Task instructions: Throughout the listing below, show every line in which "Duration" occurs.

++++++

use std::sync::Arc;

use base64::{engine::general_purpose, Engine as _};
use chrono::{Duration, Utc};
use hmac::{Hmac, Mac};
use serde_json::json;
use sha2::Sha256;

use shared_config::AppConfig;
use shared_models::auth::User;

pub struct TestConfig {
    pub jwt_secret: String,
    pub supabase_url: String,
    pub supabase_anon_key: String,
}

impl Default for TestConfig {
    fn default() -> Self {
        Self {
            jwt_secret: "test-secret-key-for-jwt-validation-must-be-long-enough".to_string(),
            supabase_url: "http://localhost:54321".to_string(),
            supabase_anon_key: "test-anon-key".to_string(),
        }
    }
}

impl TestConfig {
    pub fn to_app_config(&self) -> AppConfig {
        AppConfig {
            supabase_url: self.supabase_url.clone(),
            supabase_anon_key: self.supabase_anon_key.clone(),
            supabase_jwt_secret: self.jwt_secret.clone(),
        }
    }

    pub fn to_arc(&self) -> Arc<AppConfig> {
        Arc::new(self.to_app_config())
    }
}

pub struct TestUser {
    pub id: String,
    pub email: String,
    pub role: String,
    pub permissions: Vec<String>,
}

impl TestUser {
    pub fn new(email: &str, role: &str, permissions: &[&str]) -> Self {
        Self {
            id: "101".to_string(),
            email: email.to_string(),
            role: role.to_string(),
            permissions: permissions.iter().map(|p| p.to_string()).collect(),
        }
    }

    /// Receptionist role: full scheduling surface.
    pub fn receptionist(email: &str) -> Self {
        Self::new(
            email,
            "receptionist",
            &[
                "appointments.create",
                "appointments.read",
                "appointments.update",
                "appointments.cancel",
                "appointments.delete",
                "doctors.read",
                "patients.create",
                "patients.read",
                "patients.update",
                "patients.delete",
                "clinics.read",
                "resources.read",
            ],
        )
    }

    pub fn admin(email: &str) -> Self {
        Self::new(
            email,
            "admin",
            &[
                "appointments.create",
                "appointments.read",
                "appointments.update",
                "appointments.cancel",
                "appointments.delete",
                "doctors.read",
                "patients.create",
                "patients.read",
                "patients.update",
                "patients.delete",
                "clinics.create",
                "clinics.read",
                "clinics.update",
                "resources.create",
                "resources.read",
                "resources.update",
                "resources.delete",
            ],
        )
    }

    /// A caller with no capabilities at all, for 403 paths.
    pub fn unprivileged(email: &str) -> Self {
        Self::new(email, "guest", &[])
    }

    pub fn to_user(&self) -> User {
        User {
            id: self.id.clone(),
            email: Some(self.email.clone()),
            role: Some(self.role.clone()),
            permissions: self.permissions.clone(),
            created_at: Some(Utc::now()),
        }
    }
}

pub struct JwtTestUtils;

impl JwtTestUtils {
    pub fn create_test_token(user: &TestUser, secret: &str, exp_hours: Option<i64>) -> String {
        let now = Utc::now();
        let exp = now + Duration::hours(exp_hours.unwrap_or(24));

        let header = json!({
            "alg": "HS256",
            "typ": "JWT"
        });

        let payload = json!({
            "sub": user.id,
            "email": user.email,
            "role": user.role,
            "permissions": user.permissions,
            "iat": now.timestamp(),
            "exp": exp.timestamp()
        });

        let header_encoded = general_purpose::URL_SAFE_NO_PAD.encode(header.to_string());
        let payload_encoded = general_purpose::URL_SAFE_NO_PAD.encode(payload.to_string());

        let signing_input = format!("{}.{}", header_encoded, payload_encoded);

        let mut mac = Hmac::<Sha256>::new_from_slice(secret.as_bytes())
            .expect("HMAC can take key of any size");
        mac.update(signing_input.as_bytes());
        let signature = mac.finalize().into_bytes();
        let signature_encoded = general_purpose::URL_SAFE_NO_PAD.encode(signature);

        format!("{}.{}", signing_input, signature_encoded)
    }

    pub fn create_expired_token(user: &TestUser, secret: &str) -> String {
        Self::create_test_token(user, secret, Some(-1))
    }

    pub fn create_invalid_signature_token(user: &TestUser) -> String {
        Self::create_test_token(user, "wrong-secret", Some(24))
    }

    pub fn create_malformed_token() -> String {
        "invalid.token.format".to_string()
    }
}

/// Canned PostgREST rows matching the clinic schema.
pub struct MockRows;

impl MockRows {
    pub fn appointment_row(
        id: i64,
        clinic_id: i64,
        doctor_id: i64,
        resource_id: Option<i64>,
        start_time: &str,
        end_time: &str,
        status: &str,
    ) -> serde_json::Value {
        json!({
            "id": id,
            "clinic_id": clinic_id,
            "patient_id": 1,
            "primary_doctor_id": doctor_id,
            "resource_id": resource_id,
            "start_time": start_time,
            "end_time": end_time,
            "status": status,
            "notes": null,
            "cancellation_reason": null,
            "created_by_user_id": null,
            "updated_by_user_id": null,
            "created_at": "2024-01-01T00:00:00",
            "updated_at": "2024-01-01T00:00:00",
            "deleted_at": null
        })
    }

    pub fn doctor_row(id: i64, clinic_id: i64, first_name: &str, last_name: &str) -> serde_json::Value {
        json!({
            "id": id,
            "clinic_id": clinic_id,
            "first_name": first_name,
            "last_name": last_name,
            "email": format!("{}.{}@clinic.example", first_name.to_lowercase(), last_name.to_lowercase()),
            "is_active": true
        })
    }

    pub fn patient_row(id: i64, clinic_id: i64, email: &str) -> serde_json::Value {
        json!({
            "id": id,
            "clinic_id": clinic_id,
            "first_name": "Test",
            "last_name": "Patient",
            "email": email,
            "phone_number": null,
            "date_of_birth": "1990-01-01",
            "address": null,
            "created_at": "2024-01-01T00:00:00",
            "updated_at": "2024-01-01T00:00:00",
            "deleted_at": null
        })
    }

    pub fn clinic_row(id: i64, name: &str) -> serde_json::Value {
        json!({
            "id": id,
            "name": name,
            "address": "1 Main Street",
            "phone_number": null,
            "email": null,
            "is_active": true,
            "created_at": "2024-01-01T00:00:00",
            "updated_at": "2024-01-01T00:00:00",
            "deleted_at": null
        })
    }

    pub fn resource_row(id: i64, clinic_id: i64, name: &str) -> serde_json::Value {
        json!({
            "id": id,
            "clinic_id": clinic_id,
            "name": name,
            "resource_type": "Room",
            "location": null,
            "is_schedulable": true,
            "is_active": true,
            "created_at": "2024-01-01T00:00:00",
            "updated_at": "2024-01-01T00:00:00",
            "deleted_at": null
        })
    }
}

#[cfg(test)]
mod tests {
    use super::*;

    #[test]
    fn test_config_creation() {
        let config = TestConfig::default();
        let app_config = config.to_app_config();

        assert_eq!(app_config.supabase_url, "http://localhost:54321");
        assert_eq!(app_config.supabase_anon_key, "test-anon-key");
        assert!(!app_config.supabase_jwt_secret.is_empty());
    }

    #[test]
    fn test_user_permissions() {
        let user = TestUser::receptionist("desk@clinic.example").to_user();
        assert!(user.has_permission("appointments.read"));
        assert!(!user.has_permission("clinics.create"));

        let guest = TestUser::unprivileged("guest@clinic.example").to_user();
        assert!(!guest.has_permission("appointments.read"));
    }

    #[test]
    fn test_jwt_token_creation() {
        let user = TestUser::receptionist("desk@clinic.example");
        let secret = "test-secret";
        let token = JwtTestUtils::create_test_token(&user, secret, Some(1));

        assert!(token.contains('.'));
        assert_eq!(token.split('.').count(), 3);
    }

    #[test]
    fn test_token_round_trip_carries_permissions() {
        let test_user = TestUser::receptionist("desk@clinic.example");
        let secret = "round-trip-secret";
        let token = JwtTestUtils::create_test_token(&test_user, secret, Some(1));

        let user = crate::jwt::validate_token(&token, secret).expect("token should validate");
        assert!(user.has_permission("appointments.read"));
        assert_eq!(user.role.as_deref(), Some("receptionist"));
    }
}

++++++

Exercise response:
use chrono::{Duration, Utc};
        let exp = now + Duration::hours(exp_hours.unwrap_or(24));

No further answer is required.